═══ Dataset ═══

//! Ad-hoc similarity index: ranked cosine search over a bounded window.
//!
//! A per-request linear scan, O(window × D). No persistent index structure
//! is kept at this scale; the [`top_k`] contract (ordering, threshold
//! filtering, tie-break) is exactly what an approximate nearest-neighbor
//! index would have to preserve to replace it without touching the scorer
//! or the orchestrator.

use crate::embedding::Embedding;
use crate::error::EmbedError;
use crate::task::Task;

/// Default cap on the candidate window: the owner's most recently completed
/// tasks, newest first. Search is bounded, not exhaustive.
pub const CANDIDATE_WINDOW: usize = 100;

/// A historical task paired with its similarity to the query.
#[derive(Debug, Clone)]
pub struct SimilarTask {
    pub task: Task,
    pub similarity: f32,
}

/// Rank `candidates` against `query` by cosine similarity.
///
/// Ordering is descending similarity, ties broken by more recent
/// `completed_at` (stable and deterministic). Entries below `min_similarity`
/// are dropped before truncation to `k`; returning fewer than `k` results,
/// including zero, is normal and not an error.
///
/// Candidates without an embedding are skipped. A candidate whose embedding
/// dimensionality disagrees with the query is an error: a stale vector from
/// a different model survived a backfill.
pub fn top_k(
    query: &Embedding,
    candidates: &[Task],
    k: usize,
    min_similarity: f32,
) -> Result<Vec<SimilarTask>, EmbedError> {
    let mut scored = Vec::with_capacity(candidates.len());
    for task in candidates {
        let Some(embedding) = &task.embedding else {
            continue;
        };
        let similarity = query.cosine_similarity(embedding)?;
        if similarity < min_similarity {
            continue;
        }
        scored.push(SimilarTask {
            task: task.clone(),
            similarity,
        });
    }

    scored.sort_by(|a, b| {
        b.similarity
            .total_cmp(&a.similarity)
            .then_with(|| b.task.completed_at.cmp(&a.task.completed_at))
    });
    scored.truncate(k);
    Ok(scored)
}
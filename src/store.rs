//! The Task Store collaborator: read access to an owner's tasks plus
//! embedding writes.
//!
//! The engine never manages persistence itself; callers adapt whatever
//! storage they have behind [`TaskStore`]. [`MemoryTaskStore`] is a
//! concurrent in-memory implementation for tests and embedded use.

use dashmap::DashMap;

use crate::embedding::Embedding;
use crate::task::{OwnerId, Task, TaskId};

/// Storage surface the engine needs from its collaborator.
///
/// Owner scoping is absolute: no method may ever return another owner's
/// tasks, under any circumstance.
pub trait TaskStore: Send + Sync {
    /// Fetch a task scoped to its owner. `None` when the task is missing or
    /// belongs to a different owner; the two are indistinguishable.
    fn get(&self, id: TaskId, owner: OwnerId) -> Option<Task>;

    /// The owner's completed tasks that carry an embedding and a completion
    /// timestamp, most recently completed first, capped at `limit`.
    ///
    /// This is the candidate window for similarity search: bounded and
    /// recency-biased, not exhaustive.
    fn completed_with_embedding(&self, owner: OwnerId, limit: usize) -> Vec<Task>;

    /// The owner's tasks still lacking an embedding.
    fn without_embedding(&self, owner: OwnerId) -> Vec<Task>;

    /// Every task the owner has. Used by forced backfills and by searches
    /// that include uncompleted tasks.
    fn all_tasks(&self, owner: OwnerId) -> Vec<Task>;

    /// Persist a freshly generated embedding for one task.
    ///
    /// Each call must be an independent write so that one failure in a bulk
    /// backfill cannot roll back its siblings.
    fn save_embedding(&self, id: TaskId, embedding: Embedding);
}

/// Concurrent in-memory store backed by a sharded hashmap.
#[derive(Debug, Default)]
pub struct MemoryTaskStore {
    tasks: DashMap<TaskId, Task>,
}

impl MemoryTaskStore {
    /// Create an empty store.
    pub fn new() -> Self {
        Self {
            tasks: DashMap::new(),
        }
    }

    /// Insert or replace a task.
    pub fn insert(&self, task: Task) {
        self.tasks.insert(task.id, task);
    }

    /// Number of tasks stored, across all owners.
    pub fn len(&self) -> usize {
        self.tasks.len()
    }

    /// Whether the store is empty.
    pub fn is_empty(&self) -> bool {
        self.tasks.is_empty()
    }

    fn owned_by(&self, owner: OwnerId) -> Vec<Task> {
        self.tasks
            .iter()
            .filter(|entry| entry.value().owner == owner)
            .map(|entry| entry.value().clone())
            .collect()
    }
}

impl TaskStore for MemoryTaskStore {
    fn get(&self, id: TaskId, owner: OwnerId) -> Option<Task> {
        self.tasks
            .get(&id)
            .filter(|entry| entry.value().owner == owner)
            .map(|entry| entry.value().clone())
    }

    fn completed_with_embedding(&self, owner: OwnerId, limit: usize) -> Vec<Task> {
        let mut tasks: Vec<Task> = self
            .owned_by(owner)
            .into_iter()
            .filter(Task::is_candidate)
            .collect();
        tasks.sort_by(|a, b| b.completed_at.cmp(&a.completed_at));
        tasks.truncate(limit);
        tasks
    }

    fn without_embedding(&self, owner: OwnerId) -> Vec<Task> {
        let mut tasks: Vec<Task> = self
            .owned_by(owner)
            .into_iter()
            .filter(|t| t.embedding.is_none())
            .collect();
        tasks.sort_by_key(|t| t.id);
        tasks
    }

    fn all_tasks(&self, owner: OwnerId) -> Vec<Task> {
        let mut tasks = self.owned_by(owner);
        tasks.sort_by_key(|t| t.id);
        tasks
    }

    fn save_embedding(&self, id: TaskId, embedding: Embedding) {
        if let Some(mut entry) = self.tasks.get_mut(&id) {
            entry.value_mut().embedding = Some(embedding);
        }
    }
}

═══

## Exercise aim
Precisely reproduce the lines of the entries, beginning at the first and ending at the one containing "-> Result<Vec<SimilarTask>, EmbedError>". Add nothing.

## Task answer
//! Ad-hoc similarity index: ranked cosine search over a bounded window.
//!
//! A per-request linear scan, O(window × D). No persistent index structure
//! is kept at this scale; the [`top_k`] contract (ordering, threshold
//! filtering, tie-break) is exactly what an approximate nearest-neighbor
//! index would have to preserve to replace it without touching the scorer
//! or the orchestrator.

use crate::embedding::Embedding;
use crate::error::EmbedError;
use crate::task::Task;

/// Default cap on the candidate window: the owner's most recently completed
/// tasks, newest first. Search is bounded, not exhaustive.
pub const CANDIDATE_WINDOW: usize = 100;

/// A historical task paired with its similarity to the query.
#[derive(Debug, Clone)]
pub struct SimilarTask {
    pub task: Task,
    pub similarity: f32,
}

/// Rank `candidates` against `query` by cosine similarity.
///
/// Ordering is descending similarity, ties broken by more recent
/// `completed_at` (stable and deterministic). Entries below `min_similarity`
/// are dropped before truncation to `k`; returning fewer than `k` results,
/// including zero, is normal and not an error.
///
/// Candidates without an embedding are skipped. A candidate whose embedding
/// dimensionality disagrees with the query is an error: a stale vector from
/// a different model survived a backfill.
pub fn top_k(
    query: &Embedding,
    candidates: &[Task],
    k: usize,
    min_similarity: f32,
) -> Result<Vec<SimilarTask>, EmbedError> {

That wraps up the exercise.